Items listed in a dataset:
--------

//! Hook-time capture of where a session lives.
//!
//! The agent's hook payload says nothing about the terminal, so the hook
//! fills the gaps from its own environment and process ancestry before the
//! store sees the event. Fields the payload already carries are never
//! overwritten.

use std::time::Duration;

use super::system::{normalize_tty, socket_from_tmux_env, tmux};
use super::{EditorKind, TerminalKind};
use crate::process::{ancestors, run_with_timeout, ProcessInfo};
use crate::session::HookInput;

/// Environment variables relevant to provenance, captured once.
#[derive(Debug, Clone, Default, PartialEq, Eq)]
pub struct EnvSnapshot {
    pub term_program: Option<String>,
    pub tmux: Option<String>,
    pub tmux_pane: Option<String>,
}

impl EnvSnapshot {
    pub fn from_env() -> Self {
        let var = |name: &str| std::env::var(name).ok().filter(|v| !v.is_empty());
        Self {
            term_program: var("TERM_PROGRAM"),
            tmux: var("TMUX"),
            tmux_pane: var("TMUX_PANE"),
        }
    }
}

#[derive(Debug, Clone, Default, PartialEq, Eq)]
pub struct Provenance {
    pub tty: Option<String>,
    pub term_program: Option<String>,
    pub actual_term_program: Option<String>,
    pub editor_bundle_id: Option<String>,
    pub editor_pid: Option<u32>,
    pub multiplexer_socket: Option<String>,
    pub multiplexer_pane: Option<String>,
    pub multiplexer_session: Option<String>,
}

impl Provenance {
    /// Gathers provenance for the agent process `agent_pid`.
    pub fn capture(env: &EnvSnapshot, agent_pid: u32, timeout: Duration) -> Self {
        let mut provenance = Provenance {
            tty: tty_of_pid(agent_pid, timeout),
            term_program: env.term_program.clone(),
            multiplexer_socket: env.tmux.as_deref().and_then(socket_from_tmux_env),
            multiplexer_pane: env.tmux_pane.clone(),
            ..Default::default()
        };

        if let Some((kind, pid)) = editor_from_chain(&ancestors(agent_pid)) {
            provenance.editor_bundle_id = kind.bundle_id().map(str::to_string);
            provenance.editor_pid = Some(pid);
        }

        if provenance.multiplexer_socket.is_some() {
            let socket = provenance.multiplexer_socket.as_deref();
            let pane = provenance.multiplexer_pane.as_deref();
            provenance.multiplexer_session = tmux_format(socket, pane, "#{session_name}", timeout);
            provenance.actual_term_program = tmux_format(socket, pane, "#{client_pid}", timeout)
                .and_then(|pid| pid.parse::<u32>().ok())
                .and_then(|client_pid| {
                    let mut chain = ancestors(client_pid);
                    chain.extend(crate::process::process_info(client_pid));
                    terminal_from_chain(&chain)
                })
                .map(|kind| kind.term_program().to_string());
        }

        provenance
    }

    /// Copies captured values into `input` where the payload had none.
    pub fn fill_missing(&self, input: &mut HookInput) {
        fn fill<T: Clone>(slot: &mut Option<T>, value: &Option<T>) {
            if slot.is_none() {
                slot.clone_from(value);
            }
        }
        fill(&mut input.tty, &self.tty);
        fill(&mut input.term_program, &self.term_program);
        fill(&mut input.actual_term_program, &self.actual_term_program);
        fill(&mut input.editor_bundle_id, &self.editor_bundle_id);
        fill(&mut input.editor_pid, &self.editor_pid);
        fill(&mut input.multiplexer_socket, &self.multiplexer_socket);
        fill(&mut input.multiplexer_pane, &self.multiplexer_pane);
        fill(&mut input.multiplexer_session, &self.multiplexer_session);
    }
}

fn tty_of_pid(pid: u32, timeout: Duration) -> Option<String> {
    let output = run_with_timeout("ps", &["-o", "tty=", "-p", &pid.to_string()], timeout).ok()?;
    let tty = normalize_tty(output.lines().next().unwrap_or_default());
    (!tty.is_empty()).then_some(tty)
}

fn tmux_format(
    socket: Option<&str>,
    pane: Option<&str>,
    format: &str,
    timeout: Duration,
) -> Option<String> {
    let mut args = vec!["display-message", "-p"];
    if let Some(pane) = pane {
        args.extend(["-t", pane]);
    }
    args.push(format);
    let value = tmux(socket, &args, timeout).ok()?.trim().to_string();
    (!value.is_empty()).then_some(value)
}

/// The outermost editor in an ancestor chain (the main app, not a helper).
pub fn editor_from_chain(chain: &[ProcessInfo]) -> Option<(EditorKind, u32)> {
    chain
        .iter()
        .filter_map(|p| EditorKind::from_process_name(&p.name).map(|kind| (kind, p.pid)))
        .last()
}

/// The nearest terminal emulator in an ancestor chain.
pub fn terminal_from_chain(chain: &[ProcessInfo]) -> Option<TerminalKind> {
    chain.iter().find_map(|p| TerminalKind::from_process_name(&p.name))
}

impl TerminalKind {
    /// Canonical `TERM_PROGRAM` spelling, so recorded values round-trip
    /// through `from_term_program`.
    pub fn term_program(self) -> &'static str {
        match self {
            Self::ITerm => "iTerm.app",
            Self::TerminalApp => "Apple_Terminal",
            Self::Ghostty => "ghostty",
            Self::Kitty => "kitty",
            Self::WezTerm => "WezTerm",
            Self::Alacritty => "alacritty",
            Self::Warp => "WarpTerminal",
            Self::Generic => "generic",
        }
    }

    pub fn from_process_name(name: &str) -> Option<Self> {
        [
            Self::ITerm,
            Self::TerminalApp,
            Self::Ghostty,
            Self::Kitty,
            Self::WezTerm,
            Self::Alacritty,
            Self::Warp,
        ]
        .into_iter()
        .find(|kind| {
            kind.process_names()
                .iter()
                .any(|candidate| candidate.eq_ignore_ascii_case(name))
        })
    }
}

--------

Repeat each entry above exactly as shown.

//! Hook-time capture of where a session lives.
//!
//! The agent's hook payload says nothing about the terminal, so the hook
//! fills the gaps from its own environment and process ancestry before the
//! store sees the event. Fields the payload already carries are never
//! overwritten.

use std::time::Duration;

use super::system::{normalize_tty, socket_from_tmux_env, tmux};
use super::{EditorKind, TerminalKind};
use crate::process::{ancestors, run_with_timeout, ProcessInfo};
use crate::session::HookInput;

/// Environment variables relevant to provenance, captured once.
#[derive(Debug, Clone, Default, PartialEq, Eq)]
pub struct EnvSnapshot {
    pub term_program: Option<String>,
    pub tmux: Option<String>,
    pub tmux_pane: Option<String>,
}

impl EnvSnapshot {
    pub fn from_env() -> Self {
        let var = |name: &str| std::env::var(name).ok().filter(|v| !v.is_empty());
        Self {
            term_program: var("TERM_PROGRAM"),
            tmux: var("TMUX"),
            tmux_pane: var("TMUX_PANE"),
        }
    }
}

#[derive(Debug, Clone, Default, PartialEq, Eq)]
pub struct Provenance {
    pub tty: Option<String>,
    pub term_program: Option<String>,
    pub actual_term_program: Option<String>,
    pub editor_bundle_id: Option<String>,
    pub editor_pid: Option<u32>,
    pub multiplexer_socket: Option<String>,
    pub multiplexer_pane: Option<String>,
    pub multiplexer_session: Option<String>,
}

impl Provenance {
    /// Gathers provenance for the agent process `agent_pid`.
    pub fn capture(env: &EnvSnapshot, agent_pid: u32, timeout: Duration) -> Self {
        let mut provenance = Provenance {
            tty: tty_of_pid(agent_pid, timeout),
            term_program: env.term_program.clone(),
            multiplexer_socket: env.tmux.as_deref().and_then(socket_from_tmux_env),
            multiplexer_pane: env.tmux_pane.clone(),
            ..Default::default()
        };

        if let Some((kind, pid)) = editor_from_chain(&ancestors(agent_pid)) {
            provenance.editor_bundle_id = kind.bundle_id().map(str::to_string);
            provenance.editor_pid = Some(pid);
        }

        if provenance.multiplexer_socket.is_some() {
            let socket = provenance.multiplexer_socket.as_deref();
            let pane = provenance.multiplexer_pane.as_deref();
            provenance.multiplexer_session = tmux_format(socket, pane, "#{session_name}", timeout);
            provenance.actual_term_program = tmux_format(socket, pane, "#{client_pid}", timeout)
                .and_then(|pid| pid.parse::<u32>().ok())
                .and_then(|client_pid| {
                    let mut chain = ancestors(client_pid);
                    chain.extend(crate::process::process_info(client_pid));
                    terminal_from_chain(&chain)
                })
                .map(|kind| kind.term_program().to_string());
        }

        provenance
    }

    /// Copies captured values into `input` where the payload had none.
    pub fn fill_missing(&self, input: &mut HookInput) {
        fn fill<T: Clone>(slot: &mut Option<T>, value: &Option<T>) {
            if slot.is_none() {
                slot.clone_from(value);
            }
        }
        fill(&mut input.tty, &self.tty);
        fill(&mut input.term_program, &self.term_program);
        fill(&mut input.actual_term_program, &self.actual_term_program);
        fill(&mut input.editor_bundle_id, &self.editor_bundle_id);
        fill(&mut input.editor_pid, &self.editor_pid);
        fill(&mut input.multiplexer_socket, &self.multiplexer_socket);
        fill(&mut input.multiplexer_pane, &self.multiplexer_pane);
        fill(&mut input.multiplexer_session, &self.multiplexer_session);
    }
}

fn tty_of_pid(pid: u32, timeout: Duration) -> Option<String> {
    let output = run_with_timeout("ps", &["-o", "tty=", "-p", &pid.to_string()], timeout).ok()?;
    let tty = normalize_tty(output.lines().next().unwrap_or_default());
    (!tty.is_empty()).then_some(tty)
}

fn tmux_format(
    socket: Option<&str>,
    pane: Option<&str>,
    format: &str,
    timeout: Duration,
) -> Option<String> {
    let mut args = vec!["display-message", "-p"];
    if let Some(pane) = pane {
        args.extend(["-t", pane]);
    }
    args.push(format);
    let value = tmux(socket, &args, timeout).ok()?.trim().to_string();
    (!value.is_empty()).then_some(value)
}

/// The outermost editor in an ancestor chain (the main app, not a helper).
pub fn editor_from_chain(chain: &[ProcessInfo]) -> Option<(EditorKind, u32)> {
    chain
        .iter()
        .filter_map(|p| EditorKind::from_process_name(&p.name).map(|kind| (kind, p.pid)))
        .last()
}

/// The nearest terminal emulator in an ancestor chain.
pub fn terminal_from_chain(chain: &[ProcessInfo]) -> Option<TerminalKind> {
    chain.iter().find_map(|p| TerminalKind::from_process_name(&p.name))
}

impl TerminalKind {
    /// Canonical `TERM_PROGRAM` spelling, so recorded values round-trip
    /// through `from_term_program`.
    pub fn term_program(self) -> &'static str {
        match self {
            Self::ITerm => "iTerm.app",
            Self::TerminalApp => "Apple_Terminal",
            Self::Ghostty => "ghostty",
            Self::Kitty => "kitty",
            Self::WezTerm => "WezTerm",
            Self::Alacritty => "alacritty",
            Self::Warp => "WarpTerminal",
            Self::Generic => "generic",
        }
    }

    pub fn from_process_name(name: &str) -> Option<Self> {
        [
            Self::ITerm,
            Self::TerminalApp,
            Self::Ghostty,
            Self::Kitty,
            Self::WezTerm,
            Self::Alacritty,
            Self::Warp,
        ]
        .into_iter()
        .find(|kind| {
            kind.process_names()
                .iter()
                .any(|candidate| candidate.eq_ignore_ascii_case(name))
        })
    }
}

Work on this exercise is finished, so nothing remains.